Thank you for correcting my obviously faulty memory and information. I was reciting from memory what I had been instructed by my priest back in the day. Obviously either he was in error - or I misunderstood - or I simply remembered wrong.

Fr David Moser

Jean-Serge
23-07-2009, 07:47 AM
Good morning!


I am doing research to understand when the blessing of icons and crosses appeared. Indeed, it is untraditionnal and has been explicitely condemned by the 7th ecumenical council. This seems logical because blessing or consecrating an icon (or a cross) would mean it is not holy per se but it lacks something.

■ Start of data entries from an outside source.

//! sXLM Protocol Integration Tests
//!
//! End-to-end scenarios that wire all five contracts into one host: the
//! receipt token (with the staking pool as its minter), the staking pool,
//! the lending pool, the LP pool and governance, against a registered
//! Stellar asset standing in for native XLM.

#[cfg(test)]
mod setup;

#[cfg(test)]
mod staking_scenarios;

#[cfg(test)]
mod lending_scenarios;

#[cfg(test)]
mod amm_scenarios;

#[cfg(test)]
mod governance_scenarios;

The question was clearly raised during the iconoclast crisis and the iconoclast asked why icons were not blessed, which proves in those time, they were not. Indeed, the orthodox replied icons and cross were not blessed because they needed no blessing since they were holy per se (like the cross). I find this information in an old orthodox review written in French "La lumière du Thabor" numéro 43-44 page 150-151, partly available here :
on googlebooks

http://books.google.fr/books?id=PS7iMx3H1pUC&pg=PA104&dq=joseph+l%27hesychaste&l\
r= (http://books.google.fr/books?id=PS7iMx3H1pUC&pg=PA104&dq=joseph+l%27hesychaste&lr=)

I'm trying a quick translation of page 151-152.


"Argument of the iconoclast read by Gregory, Bishop of Neocesarea : the icons is submitted to no prayer of consecration that may be make it sacred. So it remains as the artist did it : unsacred and deserving no honour.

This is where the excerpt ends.